La pregunta sobre cómo representar la violencia sin exaltarla o sin permitir que las víctimas sean nuevamente víctimas, sigue haciéndose desde que Adorno sostuviera que tornar el horror en belleza, lejos de ser civilizado, era de hecho bárbaro. Que era complejo imaginar al arte entrando en una suerte de connivencia con la destrucción, porque se corría el riesgo de hacerla aceptable, de obliterarla. En un momento posterior, la aportación de Jacques Rancière sobre las relaciones entre lo político y lo estético apuntó a otra idea: lo político en el arte no debía ser el tema sino la posibilidad de que el lenguaje artístico pudiera generar nuevos modos de ver. Por eso lo político en el arte de Margolles no es el tema que elige, sino sus modos de interpretarlo. Sus procedimientos artísticos toman a la muerte como la ruptura de la forma. En su discurso artístico hay una necesidad por deconstruir las sensibilidades establecidas, por crear terceros paisajes donde se funden y confunden lo real y lo simbólico, lo racional y lo desconcertante, donde la vida se entiende por muerte y viceversa, donde lo conocido se hace desconocido hasta el grado del extrañamiento. En una poco común repartición de lo sensible, Margolles ha dado voz a lo que ella misma define “la vida del cadáver”: no por el muerto sino por lo vivo que hay en la materia muerta”.

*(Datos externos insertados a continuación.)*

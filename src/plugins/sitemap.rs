//! Sitemap generation.
//!
//! Adds a sitemap.xml listing every HTML page for search engine indexing.
//!
//! # Sitemap Format
//!
//! ```xml
//! <?xml version="1.0" encoding="UTF-8"?>
//! <urlset xmlns="http://www.sitemaps.org/schemas/sitemap/0.9">
//!   <url>
//!     <loc>https://example.com/</loc>
//!     <lastmod>2017-05-01</lastmod>
//!   </url>
//! </urlset>
//! ```

use crate::{
    config::SiteConfig,
    helpers::resolve_link,
    pipeline::{BuildContext, BuildError, FileRecord, Metadata, Transform},
    plugins::{escape_xml, is_html},
    utils::{date::Ymd, slug::permalink},
};
use anyhow::Result;

// ============================================================================
// Constants
// ============================================================================

/// XML namespace for sitemap
const SITEMAP_NS: &str = "http://www.sitemaps.org/schemas/sitemap/0.9";

/// Metadata keys tried for `<lastmod>`, in order
const LASTMOD_KEYS: [&str; 2] = ["updated", "created"];

// ============================================================================
// Transform
// ============================================================================

pub struct SitemapPlugin {
    hostname: String,
    output: String,
}

impl SitemapPlugin {
    pub fn new(config: &SiteConfig) -> Self {
        Self {
            hostname: config.sitemap_hostname().to_owned(),
            output: config.sitemap.output.clone(),
        }
    }
}

impl Transform for SitemapPlugin {
    fn name(&self) -> &'static str {
        "sitemap"
    }

    fn apply(&self, ctx: &mut BuildContext) -> Result<()> {
        if ctx.files.contains(&self.output) {
            return Err(BuildError::config(format!("`{}` already exists", self.output)).into());
        }

        let urls = ctx
            .files
            .iter()
            .filter(|(path, record)| is_html(path) && !record.flag("private"))
            .map(|(path, record)| UrlEntry::new(&self.hostname, path, record))
            .collect::<Result<Vec<_>>>()?;

        let xml = Sitemap { urls }.into_xml();
        ctx.files
            .insert(self.output.clone(), FileRecord::new(xml, Metadata::new()));
        Ok(())
    }
}

// ============================================================================
// Sitemap Implementation
// ============================================================================

/// Sitemap data structure
struct Sitemap {
    /// List of URL entries
    urls: Vec<UrlEntry>,
}

/// Single URL entry in the sitemap
struct UrlEntry {
    /// Full URL location
    loc: String,
    /// Last modification date (optional, YYYY-MM-DD format)
    lastmod: Option<String>,
}

impl UrlEntry {
    fn new(hostname: &str, path: &str, record: &FileRecord) -> Result<Self> {
        let link = permalink(path);
        Ok(Self {
            loc: resolve_link(hostname, link.trim_start_matches('/'))?,
            lastmod: lastmod(record),
        })
    }
}

/// First of `updated`/`created` that starts with a valid date.
fn lastmod(record: &FileRecord) -> Option<String> {
    LASTMOD_KEYS
        .iter()
        .filter_map(|key| record.str_meta(key))
        .find_map(Ymd::parse_prefix)
        .map(|date| date.to_string())
}

impl Sitemap {
    /// Generate sitemap XML string.
    fn into_xml(self) -> String {
        let mut xml = String::with_capacity(4096);

        xml.push_str(r#"<?xml version="1.0" encoding="UTF-8"?>"#);
        xml.push('\n');
        xml.push_str(&format!(r#"<urlset xmlns="{SITEMAP_NS}">"#));
        xml.push('\n');

        for entry in self.urls {
            xml.push_str("  <url>\n");
            xml.push_str(&format!("    <loc>{}</loc>\n", escape_xml(&entry.loc)));
            if let Some(lastmod) = entry.lastmod {
                xml.push_str(&format!("    <lastmod>{lastmod}</lastmod>\n"));
            }
            xml.push_str("  </url>\n");
        }

        xml.push_str("</urlset>\n");
        xml
    }
}

// ============================================================================
// Tests
// ============================================================================

#[cfg(test)]
mod tests {
    use super::*;
    use crate::pipeline::FileMap;
    use serde_json::json;

    fn make_entry(loc: &str, lastmod: Option<&str>) -> UrlEntry {
        UrlEntry {
            loc: loc.to_string(),
            lastmod: lastmod.map(str::to_string),
        }
    }

    fn dated(key: &str, value: &str) -> FileRecord {
        let mut metadata = Metadata::new();
        metadata.insert(key.into(), json!(value));
        FileRecord::new("", metadata)
    }

    fn run(files: FileMap) -> String {
        let mut config = SiteConfig::default();
        config.site.siteurl = "https://example.com/".into();
        let mut ctx = BuildContext::new(files, Default::default());
        SitemapPlugin::new(&config).apply(&mut ctx).unwrap();
        ctx.files.get("sitemap.xml").unwrap().text().unwrap().to_owned()
    }

    #[test]
    fn test_sitemap_empty() {
        let xml = Sitemap { urls: Vec::new() }.into_xml();

        assert!(xml.contains(r#"<?xml version="1.0" encoding="UTF-8"?>"#));
        assert!(xml.contains(&format!(r#"<urlset xmlns="{SITEMAP_NS}">"#)));
        assert!(xml.contains("</urlset>"));
        assert!(!xml.contains("<url>"));
    }

    #[test]
    fn test_sitemap_without_lastmod() {
        let xml = Sitemap {
            urls: vec![make_entry("https://example.com/", None)],
        }
        .into_xml();

        assert!(xml.contains("<loc>https://example.com/</loc>"));
        assert!(!xml.contains("<lastmod>"));
    }

    #[test]
    fn test_sitemap_escapes_special_chars() {
        let xml = Sitemap {
            urls: vec![make_entry("https://example.com/search?q=a&b=c", None)],
        }
        .into_xml();

        assert!(xml.contains("<loc>https://example.com/search?q=a&amp;b=c</loc>"));
    }

    #[test]
    fn test_sitemap_xml_structure() {
        let xml = Sitemap {
            urls: vec![make_entry("https://example.com/", Some("2017-01-01"))],
        }
        .into_xml();

        let lines: Vec<&str> = xml.lines().collect();
        assert_eq!(lines[0], r#"<?xml version="1.0" encoding="UTF-8"?>"#);
        assert!(lines[1].starts_with("<urlset"));
        assert!(lines.last().unwrap().trim() == "</urlset>");
    }

    #[test]
    fn test_lastmod_prefers_updated() {
        let mut record = dated("created", "2016-03-04");
        assert_eq!(lastmod(&record).as_deref(), Some("2016-03-04"));

        record.metadata.insert("updated".into(), json!("2017-05-01T10:00:00Z"));
        assert_eq!(lastmod(&record).as_deref(), Some("2017-05-01"));

        record.metadata.insert("updated".into(), json!("yesterday"));
        assert_eq!(lastmod(&record).as_deref(), Some("2016-03-04"));
    }

    #[test]
    fn test_lists_html_pages_in_path_order() {
        let mut files = FileMap::new();
        files.insert("index.html", dated("updated", "2017-01-02"));
        files.insert("blog/hello/index.html", dated("created", "2017-01-01"));
        files.insert("css/site.css", FileRecord::default());
        files.insert("secret/index.html", {
            let mut r = FileRecord::default();
            r.metadata.insert("private".into(), json!(true));
            r
        });

        let xml = run(files);

        assert_eq!(xml.matches("<url>").count(), 2);
        let blog = xml.find("<loc>https://example.com/blog/hello/</loc>").unwrap();
        let home = xml.find("<loc>https://example.com/</loc>").unwrap();
        assert!(blog < home);
        assert!(xml.contains("<lastmod>2017-01-01</lastmod>"));
        assert!(xml.contains("<lastmod>2017-01-02</lastmod>"));
        assert!(!xml.contains("css"));
        assert!(!xml.contains("secret"));
    }

    #[test]
    fn test_hostname_override_keeps_sub_path() {
        let mut config = SiteConfig::default();
        config.sitemap.hostname = Some("https://example.com/blog/".into());
        let mut files = FileMap::new();
        files.insert("about/index.html", FileRecord::default());
        let mut ctx = BuildContext::new(files, Default::default());

        SitemapPlugin::new(&config).apply(&mut ctx).unwrap();

        let xml = ctx.files.get("sitemap.xml").unwrap().text().unwrap();
        assert!(xml.contains("<loc>https://example.com/blog/about/</loc>"));
    }
}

No ha faltado quien se pregunte si eso que está viendo es broma o pura provocación. Si es enfática o quizá obvia, si hay vaguedad ideológica en su proyecto, o una necesidad de legitimación discursiva, si hay una connotación tan implícita que su trabajo determina una interpretación. Por encima de todas estas reticencias, por Margolles genera preguntas incómodas en esta búsqueda por visibilizar la violencia social a través del lenguaje artístico. Ella dibuja lentamente la sensación del trauma como una idea, para después decantar, a través de la metáfora, una imagen que contenga esa memoria destruida, o un objeto que descubra la tensión o la emoción que media entre esos dos mundos: el de los muertos y ese otro por donde vagan los sobrevivientes y los testigos.
No sabemos de quiénes son, y sin embargo, al recuperar Margolles la singularidad de la abstracción, logra transformar un hecho en una forma física de pensamiento. Esa agonía de la violencia abstracta es la que Margolles quiere salvar. Y ahí están los relatos sin trama. Telas profanadas por la sangre de personas que refutan el “si no hay cuerpo, no hay crimen” de las partes policiales, cuando en los asesinatos esos vestigios materiales desaparecen. Mantas que se han cargado de tiempo hasta el punto de querer estallar: hay una vida en ellas pugnando por hacerse visible, por regresar a un tipo de lenguaje que no cuenta ninguna historia pero que la conjetura, porque una vez que las imágenes entran, no dejan de transformarse y de crear significados en la cabeza.
En las imágenes de Margolles esta afección expuesta no desde la literalidad sino desde el lado más íntimo o privado de una historia, donde ese pathos se convierte en una forma perturbadora del acto de recordar.